**Source data:**
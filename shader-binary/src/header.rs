use core::mem::size_of;
use core::ops::Range;

use bitview::prelude::*;
use bytemuck::{Pod, Zeroable};

use crate::Record;

/// The file header. The variant offset table, `num_programs` entries of `u32`
/// measured from the start of the file, follows immediately.
#[derive(Clone, Copy, Debug, Default, PartialEq, Eq, Zeroable, Pod)]
#[repr(C)]
pub struct DvlbHeader {
    pub magic_word: u32,
    pub num_programs: u32,
}

impl DvlbHeader {
    /// `"DVLB"`
    pub const MAGIC_WORD: u32 = 0x424c_5644;

    pub fn has_magic(&self) -> bool {
        self.magic_word == Self::MAGIC_WORD
    }
}

impl Record for DvlbHeader {
    fn from_le(self) -> Self {
        Self {
            magic_word: u32::from_le(self.magic_word),
            num_programs: u32::from_le(self.num_programs),
        }
    }
}

/// The program header, shared by all variants. Offsets are relative to the
/// start of this header.
#[derive(Clone, Copy, Debug, Default, PartialEq, Eq, Zeroable, Pod)]
#[repr(C)]
pub struct DvlpHeader {
    pub magic_word: u32,
    pub version: u32,
    pub binary_offset: u32,
    pub binary_size_words: u32,
    pub swizzle_info_offset: u32,
    pub swizzle_info_num_entries: u32,
    pub filename_symbol_offset: u32,
}

impl DvlpHeader {
    /// `"DVLP"`
    pub const MAGIC_WORD: u32 = 0x504c_5644;

    pub fn has_magic(&self) -> bool {
        self.magic_word == Self::MAGIC_WORD
    }
}

impl Record for DvlpHeader {
    fn from_le(self) -> Self {
        Self {
            magic_word: u32::from_le(self.magic_word),
            version: u32::from_le(self.version),
            binary_offset: u32::from_le(self.binary_offset),
            binary_size_words: u32::from_le(self.binary_size_words),
            swizzle_info_offset: u32::from_le(self.swizzle_info_offset),
            swizzle_info_num_entries: u32::from_le(self.swizzle_info_num_entries),
            filename_symbol_offset: u32::from_le(self.filename_symbol_offset),
        }
    }
}

/// Which pipeline stage a variant runs in.
#[derive(Clone, Copy, Debug, PartialEq, Eq, Hash)]
pub enum ShaderType {
    Vertex,
    Geometry,
    /// Any other stage byte.
    Unknown(u8),
}

impl FieldValue for ShaderType {
    type Storage = u8;

    fn from_storage(storage: u8) -> Self {
        match storage {
            0 => Self::Vertex,
            1 => Self::Geometry,
            other => Self::Unknown(other),
        }
    }

    fn into_storage(self) -> u8 {
        match self {
            Self::Vertex => 0,
            Self::Geometry => 1,
            Self::Unknown(other) => other,
        }
    }
}

/// The location of one of a variant's tables, relative to the start of its
/// [`DvleHeader`].
///
/// `count` is in entries for the record tables and in bytes for the symbol
/// table.
#[derive(Clone, Copy, Debug, Default, PartialEq, Eq, Zeroable, Pod)]
#[repr(C)]
pub struct TableLocation {
    pub offset: u32,
    pub count: u32,
}

impl Record for TableLocation {
    fn from_le(self) -> Self {
        Self {
            offset: u32::from_le(self.offset),
            count: u32::from_le(self.count),
        }
    }
}

/// The header of one shader variant.
#[derive(Clone, Copy, Debug, Default, PartialEq, Eq, Zeroable, Pod)]
#[repr(C)]
pub struct DvleHeader {
    pub magic_word: u32,
    pub _padding1: u16,
    /// Raw [`ShaderType`] byte; see [`DvleHeader::kind`].
    pub shader_type: u8,
    pub _padding2: u8,

    /// Entry point, in words from the start of the program's microcode.
    pub main_offset_words: u32,
    /// End of the main routine, in words from the start of the program's
    /// microcode.
    pub endmain_offset_words: u32,

    pub _padding3: u32,
    pub _padding4: u32,

    /// Constant values preloaded into single registers.
    pub constant_table: TableLocation,
    /// Code labels.
    pub label_table: TableLocation,
    /// Output registers and their semantics.
    pub output_register_table: TableLocation,
    /// Uniforms, each of which may span several registers.
    pub uniform_table: TableLocation,
    /// NUL-terminated strings referenced by the other tables. `count` is in
    /// bytes.
    pub symbol_table: TableLocation,
}

impl DvleHeader {
    /// `"DVLE"`
    pub const MAGIC_WORD: u32 = 0x454c_5644;

    pub fn has_magic(&self) -> bool {
        self.magic_word == Self::MAGIC_WORD
    }

    bitview::field_accessors! {
        shader_type;
        /// The pipeline stage this variant runs in.
        pub kind: BitField<0, 8, ShaderType>;
    }

    /// The words of microcode making up the main routine.
    pub fn main_range(&self) -> Range<u32> {
        self.main_offset_words..self.endmain_offset_words
    }
}

impl Record for DvleHeader {
    fn from_le(self) -> Self {
        Self {
            magic_word: u32::from_le(self.magic_word),
            _padding1: u16::from_le(self._padding1),
            shader_type: self.shader_type,
            _padding2: self._padding2,
            main_offset_words: u32::from_le(self.main_offset_words),
            endmain_offset_words: u32::from_le(self.endmain_offset_words),
            _padding3: u32::from_le(self._padding3),
            _padding4: u32::from_le(self._padding4),
            constant_table: self.constant_table.from_le(),
            label_table: self.label_table.from_le(),
            output_register_table: self.output_register_table.from_le(),
            uniform_table: self.uniform_table.from_le(),
            symbol_table: self.symbol_table.from_le(),
        }
    }
}

const _: () = assert!(size_of::<DvlbHeader>() == 0x08);
const _: () = assert!(size_of::<DvlpHeader>() == 0x1c);
const _: () = assert!(size_of::<DvleHeader>() == 0x40);
const _: () = assert!(size_of::<TableLocation>() == 0x08);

**Problem to work on:** The whole listing above needs to be transcribed exactly.

**Task solution:**
filename shader-binary/src/header.rs
use core::mem::size_of;
use core::ops::Range;

use bitview::prelude::*;
use bytemuck::{Pod, Zeroable};

use crate::Record;

/// The file header. The variant offset table, `num_programs` entries of `u32`
/// measured from the start of the file, follows immediately.
#[derive(Clone, Copy, Debug, Default, PartialEq, Eq, Zeroable, Pod)]
#[repr(C)]
pub struct DvlbHeader {
    pub magic_word: u32,
    pub num_programs: u32,
}

impl DvlbHeader {
    /// `"DVLB"`
    pub const MAGIC_WORD: u32 = 0x424c_5644;

    pub fn has_magic(&self) -> bool {
        self.magic_word == Self::MAGIC_WORD
    }
}

impl Record for DvlbHeader {
    fn from_le(self) -> Self {
        Self {
            magic_word: u32::from_le(self.magic_word),
            num_programs: u32::from_le(self.num_programs),
        }
    }
}

/// The program header, shared by all variants. Offsets are relative to the
/// start of this header.
#[derive(Clone, Copy, Debug, Default, PartialEq, Eq, Zeroable, Pod)]
#[repr(C)]
pub struct DvlpHeader {
    pub magic_word: u32,
    pub version: u32,
    pub binary_offset: u32,
    pub binary_size_words: u32,
    pub swizzle_info_offset: u32,
    pub swizzle_info_num_entries: u32,
    pub filename_symbol_offset: u32,
}

impl DvlpHeader {
    /// `"DVLP"`
    pub const MAGIC_WORD: u32 = 0x504c_5644;

    pub fn has_magic(&self) -> bool {
        self.magic_word == Self::MAGIC_WORD
    }
}

impl Record for DvlpHeader {
    fn from_le(self) -> Self {
        Self {
            magic_word: u32::from_le(self.magic_word),
            version: u32::from_le(self.version),
            binary_offset: u32::from_le(self.binary_offset),
            binary_size_words: u32::from_le(self.binary_size_words),
            swizzle_info_offset: u32::from_le(self.swizzle_info_offset),
            swizzle_info_num_entries: u32::from_le(self.swizzle_info_num_entries),
            filename_symbol_offset: u32::from_le(self.filename_symbol_offset),
        }
    }
}

/// Which pipeline stage a variant runs in.
#[derive(Clone, Copy, Debug, PartialEq, Eq, Hash)]
pub enum ShaderType {
    Vertex,
    Geometry,
    /// Any other stage byte.
    Unknown(u8),
}

impl FieldValue for ShaderType {
    type Storage = u8;

    fn from_storage(storage: u8) -> Self {
        match storage {
            0 => Self::Vertex,
            1 => Self::Geometry,
            other => Self::Unknown(other),
        }
    }

    fn into_storage(self) -> u8 {
        match self {
            Self::Vertex => 0,
            Self::Geometry => 1,
            Self::Unknown(other) => other,
        }
    }
}

/// The location of one of a variant's tables, relative to the start of its
/// [`DvleHeader`].
///
/// `count` is in entries for the record tables and in bytes for the symbol
/// table.
#[derive(Clone, Copy, Debug, Default, PartialEq, Eq, Zeroable, Pod)]
#[repr(C)]
pub struct TableLocation {
    pub offset: u32,
    pub count: u32,
}

impl Record for TableLocation {
    fn from_le(self) -> Self {
        Self {
            offset: u32::from_le(self.offset),
            count: u32::from_le(self.count),
        }
    }
}

/// The header of one shader variant.
#[derive(Clone, Copy, Debug, Default, PartialEq, Eq, Zeroable, Pod)]
#[repr(C)]
pub struct DvleHeader {
    pub magic_word: u32,
    pub _padding1: u16,
    /// Raw [`ShaderType`] byte; see [`DvleHeader::kind`].
    pub shader_type: u8,
    pub _padding2: u8,

    /// Entry point, in words from the start of the program's microcode.
    pub main_offset_words: u32,
    /// End of the main routine, in words from the start of the program's
    /// microcode.
    pub endmain_offset_words: u32,

    pub _padding3: u32,
    pub _padding4: u32,

    /// Constant values preloaded into single registers.
    pub constant_table: TableLocation,
    /// Code labels.
    pub label_table: TableLocation,
    /// Output registers and their semantics.
    pub output_register_table: TableLocation,
    /// Uniforms, each of which may span several registers.
    pub uniform_table: TableLocation,
    /// NUL-terminated strings referenced by the other tables. `count` is in
    /// bytes.
    pub symbol_table: TableLocation,
}

impl DvleHeader {
    /// `"DVLE"`
    pub const MAGIC_WORD: u32 = 0x454c_5644;

    pub fn has_magic(&self) -> bool {
        self.magic_word == Self::MAGIC_WORD
    }

    bitview::field_accessors! {
        shader_type;
        /// The pipeline stage this variant runs in.
        pub kind: BitField<0, 8, ShaderType>;
    }

    /// The words of microcode making up the main routine.
    pub fn main_range(&self) -> Range<u32> {
        self.main_offset_words..self.endmain_offset_words
    }
}

impl Record for DvleHeader {
    fn from_le(self) -> Self {
        Self {
            magic_word: u32::from_le(self.magic_word),
            _padding1: u16::from_le(self._padding1),
            shader_type: self.shader_type,
            _padding2: self._padding2,
            main_offset_words: u32::from_le(self.main_offset_words),
            endmain_offset_words: u32::from_le(self.endmain_offset_words),
            _padding3: u32::from_le(self._padding3),
            _padding4: u32::from_le(self._padding4),
            constant_table: self.constant_table.from_le(),
            label_table: self.label_table.from_le(),
            output_register_table: self.output_register_table.from_le(),
            uniform_table: self.uniform_table.from_le(),
            symbol_table: self.symbol_table.from_le(),
        }
    }
}

const _: () = assert!(size_of::<DvlbHeader>() == 0x08);
const _: () = assert!(size_of::<DvlpHeader>() == 0x1c);
const _: () = assert!(size_of::<DvleHeader>() == 0x40);
const _: () = assert!(size_of::<TableLocation>() == 0x08);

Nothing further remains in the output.